Bell and his family loved animals. They kept a bobcat or two on their estate, as well as a spoiled flock of sheep that resided in “Sheepville”, complete with street signs. Graham Bell’s sheep breeding was both a gentleman’s hobby, and a serious scientific endeavour. Thirteen years later, he reported to the National Academy of Sciences  that he had successfully bred a flock with four functional mammae yielding milk (compared to the usual two), and has noted lambs with five and six nipples in his flock, including one ewe with four nipples on one side of the body and two on the other “foreshadowing the possibility of an eight-nippled variety.” However, his sheep have increased in nipple number only; they are not more likely to have more offspring. The extra nipples were wasted.

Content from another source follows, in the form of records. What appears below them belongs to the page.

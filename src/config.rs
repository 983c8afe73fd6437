use crate::log_debug;

use anyhow::{Context, Result, anyhow};
use dirs::config_dir;
use serde::{Deserialize, Serialize};
use std::fs;
use std::path::{Path, PathBuf};

/// Configuration structure for gitmoji-selector
#[derive(Deserialize, Serialize, Clone, Debug, PartialEq, Eq)]
pub struct Config {
    /// Pretty-print JSON suggestions with two-space indentation
    #[serde(default = "default_true")]
    pub pretty_json: bool,
    /// Colorize the rule listing
    #[serde(default = "default_true")]
    pub color: bool,
    /// Whether to let logs from other crates through
    #[serde(default)]
    pub verbose_logging: bool,
    /// Flag indicating if this config is from a project file
    #[serde(skip)]
    pub is_project_config: bool,
}

/// Project-level settings; only the fields present in the file override
#[derive(Deserialize, Clone, Debug, Default)]
struct ProjectOverrides {
    pretty_json: Option<bool>,
    color: Option<bool>,
    verbose_logging: Option<bool>,
}

fn default_true() -> bool {
    true
}

/// Project configuration filename
pub const PROJECT_CONFIG_FILENAME: &str = ".gitmojiconfig";

impl Default for Config {
    fn default() -> Self {
        Self {
            pretty_json: true,
            color: true,
            verbose_logging: false,
            is_project_config: false,
        }
    }
}

impl Config {
    /// Load the personal config, then merge the project config over it
    pub fn load() -> Result<Self> {
        let mut config = match Self::get_config_path() {
            Some(path) if path.exists() => Self::load_from(&path)?,
            _ => Self::default(),
        };

        let project_path = Self::get_project_config_path()?;
        if project_path.exists() {
            config.merge_project_file(&project_path)?;
        }

        log_debug!("Configuration loaded: {:?}", config);
        Ok(config)
    }

    /// Load a single config file
    pub fn load_from(path: &Path) -> Result<Self> {
        let content = fs::read_to_string(path)
            .with_context(|| format!("Failed to read config file {}", path.display()))?;
        let config: Self = toml::from_str(&content).map_err(|e| {
            anyhow!(
                "Invalid configuration file format in {}: {}",
                path.display(),
                e
            )
        })?;
        Ok(config)
    }

    /// Merge a project config file, with project settings taking precedence
    pub fn merge_project_file(&mut self, path: &Path) -> Result<()> {
        let content = fs::read_to_string(path)
            .with_context(|| format!("Failed to read project config file {}", path.display()))?;
        let overrides: ProjectOverrides = toml::from_str(&content).map_err(|e| {
            anyhow!(
                "Invalid project configuration file format: {}. Please check your {} file for syntax errors.",
                e,
                PROJECT_CONFIG_FILENAME
            )
        })?;

        log_debug!("Merging with project configuration");
        if let Some(pretty_json) = overrides.pretty_json {
            self.pretty_json = pretty_json;
        }
        if let Some(color) = overrides.color {
            self.color = color;
        }
        if let Some(verbose_logging) = overrides.verbose_logging {
            self.verbose_logging = verbose_logging;
        }
        self.is_project_config = true;
        Ok(())
    }

    /// Save the configuration to a file
    pub fn save_to(&self, path: &Path) -> Result<()> {
        if let Some(parent) = path.parent() {
            fs::create_dir_all(parent)?;
        }
        let content = toml::to_string_pretty(self)?;
        fs::write(path, content)?;
        log_debug!("Configuration saved to {}", path.display());
        Ok(())
    }

    /// Path to the personal configuration file, if the platform has a config dir
    pub fn get_config_path() -> Option<PathBuf> {
        config_dir().map(|dir| dir.join("gitmoji-selector").join("config.toml"))
    }

    /// Path to the project configuration file in the working directory
    pub fn get_project_config_path() -> Result<PathBuf> {
        let cwd = std::env::current_dir().context("Unable to determine working directory")?;
        Ok(cwd.join(PROJECT_CONFIG_FILENAME))
    }
}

Upon Bell’s death, The University of New Hampshire took on the flock, and continued with the experiments and were eventually passed on to the U.S. Bureau of Animal Industry who concluded that “the multi-nipple character has no practical value in sheep production,”. Six-nippled sheep, even the idea of six-nippled sheep, fell into obscurity.




Graham Bell loved sheep; he kept them close to his house, in “Sheepville,” and fed them by hand.


That is, until now. George Davis, Principal Agricultural Research Scientist in New Zealand, is being asked by farmers who’ve been keeping breeds like Finn and East Friesian that usually have two lambs, and often three, to come up with ewes that have more than two functional nipples. Triplets don’t do well with a two-nippled mother; there isn’t enough milk to go around. More nipples would greatly help the situation. Davis is going to try to give it to them. He started the breeding work in 2006 and like Bell, Davis is particularly interested in six-nippled sheep. It turns out that to consistently get four functional mammaries, six-nippled sheep give the breeding program a real “kickstart”.  If Bell’s experimental results are any indication, the program will be a resounding success, and there is every reason to believe that multi-nippled sheep will become a fixture on the pastures of the future.



Bell did indeed give birth to an idea of merit. It just had to wait for necessity to come along to nurture it.



George Davis, agricultural researcher in New Zealand, is right now engaged in a six-nippled sheep breeding program, which includes the ewe on display here.